PARP inhibitors in gastric cancer: unlocking precision oncology

Abstract

Gastric cancer (GC) demonstrates frequent alterations in homologous recombination repair (HRR) genes, and preclinical studies have demonstrated a clear synthetic lethality between HRR deficiency (HRD) and PARPi. While such preclinical synthetic lethality has translated into clinical benefits of PARPi in patients with HRD breast, ovarian, pancreatic, or prostate cancer, the therapeutic role of PARPi in GC remains unclear due to molecular heterogeneity and lack of validated biomarkers for patient selection.
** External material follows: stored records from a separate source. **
//! Configuration Module
//!
//! Handles loading and managing server configuration from environment variables.

use std::env;
use std::str::FromStr;
use std::time::Duration;

use crate::cache::{TtlPolicy, TtlTier, MAX_TTL};

/// Server configuration parameters.
///
/// All values can be configured via environment variables with sensible defaults.
#[derive(Debug, Clone, PartialEq, Eq)]
pub struct Config {
    /// HTTP server port
    pub server_port: u16,
    /// Background cleanup task interval in seconds
    pub cleanup_interval: u64,
    /// Seconds between scheduled warmups
    pub warmup_interval: u64,
    /// Minimum seconds between two warmup starts
    pub warmup_cooldown: u64,
    pub ttl_short: u64,
    pub ttl_medium: u64,
    pub ttl_long: u64,
    pub ttl_very_long: u64,
    pub ttl_pricing: u64,
}

impl Config {
    /// Creates a new Config by loading values from environment variables.
    ///
    /// Unset, unparseable, or zero values fall back to the default. TTLs
    /// above [`MAX_TTL`] are clamped to it.
    ///
    /// # Environment Variables
    /// - `SERVER_PORT` - HTTP server port (default: 3000)
    /// - `CLEANUP_INTERVAL` - Cleanup frequency in seconds (default: 60)
    /// - `WARMUP_INTERVAL` - Warmup frequency in seconds (default: 1800)
    /// - `WARMUP_COOLDOWN` - Minimum gap between warmups in seconds (default: 60)
    /// - `TTL_SHORT`, `TTL_MEDIUM`, `TTL_LONG`, `TTL_VERY_LONG`, `TTL_PRICING` -
    ///   tier durations in seconds (defaults: 60, 300, 900, 3600, 86400)
    pub fn from_env() -> Self {
        let defaults = Self::default();
        Self {
            server_port: env_or("SERVER_PORT", defaults.server_port),
            cleanup_interval: env_or("CLEANUP_INTERVAL", defaults.cleanup_interval),
            warmup_interval: env_or("WARMUP_INTERVAL", defaults.warmup_interval),
            warmup_cooldown: env_or("WARMUP_COOLDOWN", defaults.warmup_cooldown),
            ttl_short: ttl_env("TTL_SHORT", defaults.ttl_short),
            ttl_medium: ttl_env("TTL_MEDIUM", defaults.ttl_medium),
            ttl_long: ttl_env("TTL_LONG", defaults.ttl_long),
            ttl_very_long: ttl_env("TTL_VERY_LONG", defaults.ttl_very_long),
            ttl_pricing: ttl_env("TTL_PRICING", defaults.ttl_pricing),
        }
    }

    pub fn ttl_policy(&self) -> TtlPolicy {
        TtlPolicy {
            short: Duration::from_secs(self.ttl_short),
            medium: Duration::from_secs(self.ttl_medium),
            long: Duration::from_secs(self.ttl_long),
            very_long: Duration::from_secs(self.ttl_very_long),
            pricing: Duration::from_secs(self.ttl_pricing),
        }
    }

    pub fn cleanup_interval(&self) -> Duration {
        Duration::from_secs(self.cleanup_interval)
    }

    pub fn warmup_interval(&self) -> Duration {
        Duration::from_secs(self.warmup_interval)
    }

    pub fn warmup_cooldown(&self) -> Duration {
        Duration::from_secs(self.warmup_cooldown)
    }
}

impl Default for Config {
    fn default() -> Self {
        Self {
            server_port: 3000,
            cleanup_interval: 60,
            warmup_interval: 1800,
            warmup_cooldown: 60,
            ttl_short: TtlTier::Short.default_secs(),
            ttl_medium: TtlTier::Medium.default_secs(),
            ttl_long: TtlTier::Long.default_secs(),
            ttl_very_long: TtlTier::VeryLong.default_secs(),
            ttl_pricing: TtlTier::Pricing.default_secs(),
        }
    }
}

fn ttl_env(name: &str, default: u64) -> u64 {
    env_or(name, default).min(MAX_TTL.as_secs())
}

fn env_or<T>(name: &str, default: T) -> T
where
    T: FromStr + PartialEq + Default,
{
    env::var(name)
        .ok()
        .and_then(|v| v.trim().parse().ok())
        .filter(|v| *v != T::default())
        .unwrap_or(default)
}

#[cfg(test)]
mod tests {
    use super::*;

    #[test]
    fn test_config_default() {
        let config = Config::default();
        assert_eq!(config.server_port, 3000);
        assert_eq!(config.cleanup_interval, 60);
        assert_eq!(config.warmup_interval, 1800);
        assert_eq!(config.warmup_cooldown, 60);
        assert_eq!(config.ttl_pricing, 86400);
    }

    #[test]
    fn test_default_policy_matches_tiers() {
        let policy = Config::default().ttl_policy();
        assert_eq!(policy, TtlPolicy::default());
        assert_eq!(policy.ttl(TtlTier::Long), Duration::from_secs(900));
    }

    // All env manipulation lives in one test so parallel tests never race on it.
    #[test]
    fn test_config_from_env() {
        for name in [
            "SERVER_PORT",
            "CLEANUP_INTERVAL",
            "WARMUP_INTERVAL",
            "WARMUP_COOLDOWN",
            "TTL_SHORT",
            "TTL_MEDIUM",
            "TTL_LONG",
            "TTL_VERY_LONG",
            "TTL_PRICING",
        ] {
            env::remove_var(name);
        }
        assert_eq!(Config::from_env(), Config::default());

        env::set_var("TTL_SHORT", "5");
        env::set_var("TTL_MEDIUM", "0");
        env::set_var("TTL_LONG", "ten");
        env::set_var("SERVER_PORT", "8080");

        let config = Config::from_env();
        assert_eq!(config.ttl_short, 5);
        assert_eq!(config.ttl_medium, 300, "Zero falls back to the default");
        assert_eq!(config.ttl_long, 900, "Garbage falls back to the default");
        assert_eq!(config.server_port, 8080);

        env::set_var("TTL_PRICING", u64::MAX.to_string());
        let policy = Config::from_env().ttl_policy();
        assert_eq!(policy.pricing, MAX_TTL);

        for name in ["TTL_SHORT", "TTL_MEDIUM", "TTL_LONG", "TTL_PRICING", "SERVER_PORT"] {
            env::remove_var(name);
        }
    }
}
This review summarizes the mechanistic foundation for PARPi sensitivity in HRR-deficient GC tumors and evaluates emerging biomarkers, including genomic instability scores, RAD51 foci formation, mutational signatures, and candidate genes such as BRCA1/2, PALB2, and BARD1. We highlight key clinical trials and ongoing research aimed at refining patient selection, optimizing combination strategies, and identifying predictive biomarkers. Improving biomarkers to identify bona fide HRD is essential to optimizing PARPi as a valuable treatment option for patients with GC. We outline a pathway for biomarker-guided adoption of PARPi in GC management. Early-phase clinical trials of PARPi monotherapy in GC have yielded limited efficacy, likely due to variable HRD status and other mechanisms of primary resistance. Combining PARPi with chemotherapy, immune checkpoint inhibitors, or anti-angiogenic agents offers strategies to potentially increase the tumor susceptibility to PARPi and overcome resistance.